Some of the foods that are high in trans-fats include:

  • Fast foods (especially fried products such as French fries)
  • Microwave popcorns
  • Margarine
  • Vegetable shortenings
  • Cookies
  • Packaged cakes and pastries

4.   Processed Meats

Processed meats contain much more amount of glycation end products (AGEs) than any other meat. AGEs are formed when you cook foods at high temperatures and are known to cause inflammation.

Besides that, consuming excessive amounts of processed meats enhances the risk of developing chronic diseases such as heart diseases, diabetes, and stomach and colon cancer.

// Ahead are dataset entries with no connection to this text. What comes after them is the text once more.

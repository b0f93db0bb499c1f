use std::collections::BTreeMap;

use serde_json::Value;

use crate::result::ModelUsage;

/// One decoded record from the child's stream-json output.
///
/// Parsing is intentionally best-effort: lines that are not JSON objects, or
/// JSON objects with an unrecognized `type` discriminant, yield `None` and
/// are skipped by the caller. The protocol is forward-compatible by
/// construction.
#[derive(Debug, Clone, PartialEq)]
pub enum StreamRecord {
    Assistant(Vec<ContentBlock>),
    Result(ResultRecord),
}

/// A content block inside an `assistant` record.
#[derive(Debug, Clone, PartialEq)]
pub enum ContentBlock {
    Text(String),
    ToolUse {
        id: String,
        name: String,
        input: Value,
    },
    ToolResult {
        tool_use_id: String,
    },
}

/// The terminal `result` record for an iteration.
#[derive(Debug, Clone, PartialEq, Default)]
pub struct ResultRecord {
    /// Final text, used only when no text blocks were streamed.
    pub result: String,
    pub total_cost_usd: f64,
    pub num_turns: u64,
    pub model_usage: BTreeMap<String, ModelUsage>,
}

/// Parse a single protocol line.
///
/// Shape examples (simplified):
/// - `{"type":"assistant","message":{"content":[{"type":"text","text":"..."}]}}`
/// - `{"type":"assistant","message":{"content":[{"type":"tool_use","id":"...","name":"Bash","input":{...}}]}}`
/// - `{"type":"result","result":"...","total_cost_usd":0.12,"num_turns":4,"modelUsage":{...}}`
pub fn parse_record(line: &str) -> Option<StreamRecord> {
    let s = line.trim();
    if !(s.starts_with('{') && s.ends_with('}')) {
        return None;
    }

    let v: Value = serde_json::from_str(s).ok()?;

    match v.get("type").and_then(|x| x.as_str()) {
        Some("assistant") => Some(StreamRecord::Assistant(parse_content_blocks(&v))),
        Some("result") => Some(StreamRecord::Result(parse_result(&v))),
        _ => None,
    }
}

fn parse_content_blocks(v: &Value) -> Vec<ContentBlock> {
    let Some(items) = v
        .get("message")
        .and_then(|m| m.get("content"))
        .and_then(|c| c.as_array())
    else {
        return Vec::new();
    };

    let mut blocks = Vec::with_capacity(items.len());
    for item in items {
        match item.get("type").and_then(|x| x.as_str()) {
            Some("text") => {
                if let Some(text) = item.get("text").and_then(|x| x.as_str()) {
                    if !text.is_empty() {
                        blocks.push(ContentBlock::Text(text.to_string()));
                    }
                }
            }
            Some("tool_use") => {
                let id = item
                    .get("id")
                    .and_then(|x| x.as_str())
                    .unwrap_or_default()
                    .to_string();
                let name = item
                    .get("name")
                    .and_then(|x| x.as_str())
                    .unwrap_or("?")
                    .to_string();
                let input = item.get("input").cloned().unwrap_or(Value::Null);
                blocks.push(ContentBlock::ToolUse { id, name, input });
            }
            Some("tool_result") => {
                let tool_use_id = item
                    .get("tool_use_id")
                    .and_then(|x| x.as_str())
                    .unwrap_or_default()
                    .to_string();
                blocks.push(ContentBlock::ToolResult { tool_use_id });
            }
            _ => {}
        }
    }
    blocks
}

fn parse_result(v: &Value) -> ResultRecord {
    let mut rec = ResultRecord {
        result: v
            .get("result")
            .and_then(|x| x.as_str())
            .unwrap_or_default()
            .to_string(),
        total_cost_usd: v
            .get("total_cost_usd")
            .and_then(|x| x.as_f64())
            .unwrap_or(0.0),
        num_turns: v.get("num_turns").and_then(|x| x.as_u64()).unwrap_or(0),
        model_usage: BTreeMap::new(),
    };

    if let Some(usage) = v.get("modelUsage").and_then(|x| x.as_object()) {
        for (model, data) in usage {
            rec.model_usage
                .insert(model.clone(), ModelUsage::from_json(data));
        }
    }
    rec
}

#[cfg(test)]
mod tests {
    use super::*;

    #[test]
    fn parse_assistant_text_block() {
        let line = r#"{"type":"assistant","message":{"content":[{"type":"text","text":"hello"}]}}"#;
        let rec = parse_record(line).unwrap();
        assert_eq!(
            rec,
            StreamRecord::Assistant(vec![ContentBlock::Text("hello".into())])
        );
    }

    #[test]
    fn parse_assistant_tool_use_and_result() {
        let line = r#"{"type":"assistant","message":{"content":[
            {"type":"tool_use","id":"t1","name":"Bash","input":{"command":"ls"}},
            {"type":"tool_result","tool_use_id":"t1"}
        ]}}"#;
        let StreamRecord::Assistant(blocks) = parse_record(line).unwrap() else {
            panic!("expected assistant record");
        };
        assert_eq!(blocks.len(), 2);
        assert!(matches!(
            &blocks[0],
            ContentBlock::ToolUse { id, name, .. } if id == "t1" && name == "Bash"
        ));
        assert!(matches!(
            &blocks[1],
            ContentBlock::ToolResult { tool_use_id } if tool_use_id == "t1"
        ));
    }

    #[test]
    fn parse_result_record_with_model_usage() {
        let line = r#"{"type":"result","result":"done","total_cost_usd":0.25,"num_turns":7,
            "modelUsage":{"claude-sonnet-4":{"inputTokens":100,"outputTokens":50,
            "cacheReadInputTokens":10,"cacheCreationInputTokens":5,"costUSD":0.25}}}"#;
        let StreamRecord::Result(rec) = parse_record(line).unwrap() else {
            panic!("expected result record");
        };
        assert_eq!(rec.result, "done");
        assert_eq!(rec.num_turns, 7);
        let usage = &rec.model_usage["claude-sonnet-4"];
        assert_eq!(usage.input_tokens, 100);
        assert_eq!(usage.output_tokens, 50);
        assert_eq!(usage.cache_read_input_tokens, 10);
        assert_eq!(usage.cache_creation_input_tokens, 5);
    }

    #[test]
    fn unknown_discriminant_is_ignored() {
        assert_eq!(parse_record(r#"{"type":"system","subtype":"init"}"#), None);
        assert_eq!(parse_record(r#"{"no_type":true}"#), None);
    }

    #[test]
    fn malformed_lines_never_error() {
        assert_eq!(parse_record("not json"), None);
        assert_eq!(parse_record("{truncated"), None);
        assert_eq!(parse_record(""), None);
    }
}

Some of the common types of processed meats include:

  • Bacon
  • Hot dogs
  • Salami
  • Smoked meat
  • Beef jerky
  • Pepperoni

Final Words

Inflammation is your body's natural response to healing. Inflammation can occur as a response to many triggers, some of which are hard to avoid. However, you can control inflammation by managing the diet you consume.

If you want to control inflammation, consider adding anti-inflammatory foods to your daily routine and avoid the ones that cause inflammation.